Hij bindt de rivier toe, dat niet een traan uitkomt, en het verborgene brengt hij uit in het licht.
12 Mais la sagesse, où se trouve-t-elle? Où est la demeure de l’intelligence?
Maar de wijsheid, van waar zal zij gevonden worden? En waar is de plaats des verstands?
13 L’homme n’en connaît point le prix; Elle ne se trouve pas dans la terre des vivants.
De mens weet haar waarde niet, en zij wordt niet gevonden in het land der levenden.
14 L’abîme dit: Elle n’est point en moi; Et la mer dit: Elle n’est point avec moi.
De afgrond zegt: Zij is in mij niet; en de zee zegt: Zij is niet bij mij.
15 Elle ne se donne pas contre de l’or pur, Elle ne s’achète pas au poids de l’argent;
Het gesloten goud kan voor haar niet gegeven worden, en met zilver kan haar prijs niet worden opgewogen.
16 Elle ne se pèse pas contre l’or d’Ophir, Ni contre le précieux onyx, ni contre le saphir;
Zij kan niet geschat worden tegen fijn goud van Ofir, tegen den kostelijken Schoham, en den Saffier.
17 Elle ne peut se comparer à l’or ni au verre, Elle ne peut s’échanger pour un vase d’or fin.

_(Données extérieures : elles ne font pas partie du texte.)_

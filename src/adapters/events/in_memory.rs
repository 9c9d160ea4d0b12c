//! In-memory event bus for tests.
//!
//! Routes published envelopes to subscribed handlers using the same
//! wildcard matching the broker uses, so publish-to-notification flows can
//! be exercised without a running broker.

use std::sync::atomic::{AtomicBool, Ordering};
use std::sync::{Arc, Mutex};

use async_trait::async_trait;

use crate::adapters::broker::topology::subject_matches;
use crate::domain::foundation::{DomainError, ErrorCode, EventEnvelope};
use crate::ports::{EventHandler, EventPublisher};

#[derive(Default)]
pub struct InMemoryEventBus {
    published: Mutex<Vec<EventEnvelope>>,
    subscriptions: Mutex<Vec<(String, Arc<dyn EventHandler>)>>,
    fail_publishes: AtomicBool,
}

impl InMemoryEventBus {
    pub fn new() -> Self {
        Self::default()
    }

    /// Subscribe a handler to a subject pattern (`task.*`, `task.created`).
    pub fn subscribe(&self, pattern: impl Into<String>, handler: Arc<dyn EventHandler>) {
        self.subscriptions
            .lock()
            .unwrap()
            .push((pattern.into(), handler));
    }

    /// Make every subsequent publish fail, simulating a broker outage.
    pub fn fail_publishes(&self, fail: bool) {
        self.fail_publishes.store(fail, Ordering::SeqCst);
    }

    /// Everything published so far, in order.
    pub fn published(&self) -> Vec<EventEnvelope> {
        self.published.lock().unwrap().clone()
    }

    /// Routing keys published so far, in order.
    pub fn published_keys(&self) -> Vec<String> {
        self.published
            .lock()
            .unwrap()
            .iter()
            .map(|envelope| envelope.routing_key.clone())
            .collect()
    }

    /// Redeliver an envelope to subscribers without recording a new
    /// publish. Lets tests exercise duplicate delivery.
    pub async fn redeliver(&self, envelope: &EventEnvelope) -> Result<(), DomainError> {
        self.route(envelope).await
    }

    async fn route(&self, envelope: &EventEnvelope) -> Result<(), DomainError> {
        let handlers: Vec<Arc<dyn EventHandler>> = self
            .subscriptions
            .lock()
            .unwrap()
            .iter()
            .filter(|(pattern, _)| subject_matches(pattern, &envelope.routing_key))
            .map(|(_, handler)| Arc::clone(handler))
            .collect();

        for handler in handlers {
            handler.handle(envelope.clone()).await?;
        }
        Ok(())
    }
}

#[async_trait]
impl EventPublisher for InMemoryEventBus {
    async fn publish(&self, event: EventEnvelope) -> Result<(), DomainError> {
        if self.fail_publishes.load(Ordering::SeqCst) {
            return Err(DomainError::new(
                ErrorCode::BrokerUnavailable,
                "Message broker is unavailable",
            ));
        }
        self.published.lock().unwrap().push(event.clone());
        self.route(&event).await
    }
}
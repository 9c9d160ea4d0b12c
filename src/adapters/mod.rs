//! Adapter implementations of the ports.
//!
//! Broker, cache, database, and auth adapters talk to real infrastructure;
//! the `events` and `memory` adapters are in-memory counterparts used by
//! tests.

pub mod auth;
pub mod broker;
pub mod cache;
pub mod events;
pub mod memory;
pub mod postgres;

Men kan het goud of het kristal haar niet gelijk waarderen; ook is zij niet te verwisselen voor een kleinood van dicht goud.
18 Le corail et le cristal ne sont rien auprès d’elle: La sagesse vaut plus que les perles.

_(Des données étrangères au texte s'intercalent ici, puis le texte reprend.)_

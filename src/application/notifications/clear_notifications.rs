//! ClearNotificationsHandler - delete an owner's notifications.

use std::sync::Arc;

use tracing::info;

use crate::domain::foundation::{DomainError, OwnerId};
use crate::ports::NotificationRepository;

pub struct ClearNotificationsHandler {
    repository: Arc<dyn NotificationRepository>,
}

impl ClearNotificationsHandler {
    pub fn new(repository: Arc<dyn NotificationRepository>) -> Self {
        Self { repository }
    }

    /// Removes every notification for the owner, returning the count.
    /// Clearing an empty inbox is a successful no-op.
    pub async fn handle(&self, owner: &OwnerId) -> Result<u64, DomainError> {
        let removed = self.repository.delete_all_for_owner(owner).await?;
        info!(%owner, removed, "notifications cleared");
        Ok(removed)
    }
}

#[cfg(test)]
mod tests {
    use super::*;
    use crate::adapters::memory::InMemoryNotificationRepository;
    use crate::domain::notification::{NewNotification, NotificationKind};

    fn owner() -> OwnerId {
        OwnerId::new("u1").unwrap()
    }

    #[tokio::test]
    async fn clears_only_that_owner_and_reports_count() {
        let repository = Arc::new(InMemoryNotificationRepository::new());
        for _ in 0..3 {
            repository
                .insert(NewNotification::new(
                    owner(),
                    NotificationKind::TaskCompleted,
                    "Task completed: x",
                ))
                .await
                .unwrap();
        }
        repository
            .insert(NewNotification::new(
                OwnerId::new("u2").unwrap(),
                NotificationKind::TaskCompleted,
                "Task completed: y",
            ))
            .await
            .unwrap();
        let handler = ClearNotificationsHandler::new(repository.clone());

        assert_eq!(handler.handle(&owner()).await.unwrap(), 3);
        assert_eq!(repository.all().len(), 1);
    }

    #[tokio::test]
    async fn clearing_nothing_returns_zero() {
        let repository = Arc::new(InMemoryNotificationRepository::new());
        let handler = ClearNotificationsHandler::new(repository);

        assert_eq!(handler.handle(&owner()).await.unwrap(), 0);
    }
}
//! Verified-identity capability consumed by the application layer.
//!
//! The service never inspects credentials itself. An adapter (JWT today,
//! anything tomorrow) validates whatever arrived on the wire and produces a
//! `VerifiedIdentity`; everything downstream scopes its reads and writes by
//! `subject_id` and never sees the raw credential.

use super::OwnerId;

/// An identity that has passed credential verification.
///
/// Missing and invalid credentials are collapsed into a single
/// `Unauthorized` outcome before this type is ever constructed, so holding
/// a `VerifiedIdentity` is proof that verification succeeded.
#[derive(Debug, Clone)]
pub struct VerifiedIdentity {
    /// The subject (`sub`) claim: the owning identity for all operations.
    pub subject_id: OwnerId,
}

impl VerifiedIdentity {
    /// Creates a verified identity for the given subject.
    pub fn new(subject_id: OwnerId) -> Self {
        Self { subject_id }
    }
}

De Ramoth en Gabisch zal niet gedacht worden; want de trek der wijsheid is meerder dan der Robijnen.
19 La topaze d’Éthiopie n’est point son égale, Et l’or pur n’entre pas en balance avec elle.
Men kan de Topaas van Morenland haar niet gelijk waarderen; en bij het fijn louter goud kan zij niet geschat worden.
20 D’où vient donc la sagesse? Où est la demeure de l’intelligence?
Die wijsheid dan, van waar komt zij, en waar is de plaats des verstands?
21 Elle est cachée aux yeux de tout vivant, Elle est cachée aux oiseaux du ciel.
Want zij is verholen voor de ogen aller levenden, en voor het gevogelte des hemels is zij verborgen.
22 Le gouffre et la mort disent: Nous en avons entendu parler.
Het verderf en de dood zeggen: Haar gerucht hebben wij met onze oren gehoord.
23 C’est Dieu qui en sait le chemin, C’est lui qui en connaît la demeure;
God verstaat haar weg, en Hij weet haar plaats.
24 Car il voit jusqu’aux extrémités de la terre, Il aperçoit tout sous les cieux.
Want Hij schouwt tot aan de einden der aarde, Hij ziet onder al de hemelen.
25 Quand il régla le poids du vent, Et qu’il fixa la mesure des eaux,
Als Hij den wind het gewicht maakte, en de wateren opwoog in mate;
26 Quand il donna des lois à la pluie, Et qu’il traça la route de l’éclair et du tonnerre,
Als Hij den regen een gezette orde maakte, en een weg voor het weerlicht der donderen;
27 Alors il vit la sagesse et la manifesta, Il en posa les fondements et la mit à l’épreuve.
Toen zag Hij haar, en vertelde ze; Hij schikte ze, en ook doorzocht Hij ze.
28 Puis il dit à l’homme: Voici, la crainte du Seigneur, c’est la sagesse; S’éloigner du mal, c’est l’intelligence.
Maar tot den mens heeft Hij gezegd: Zie, de vreze des HEEREN is de wijsheid, en van het kwade te wijken is het verstand.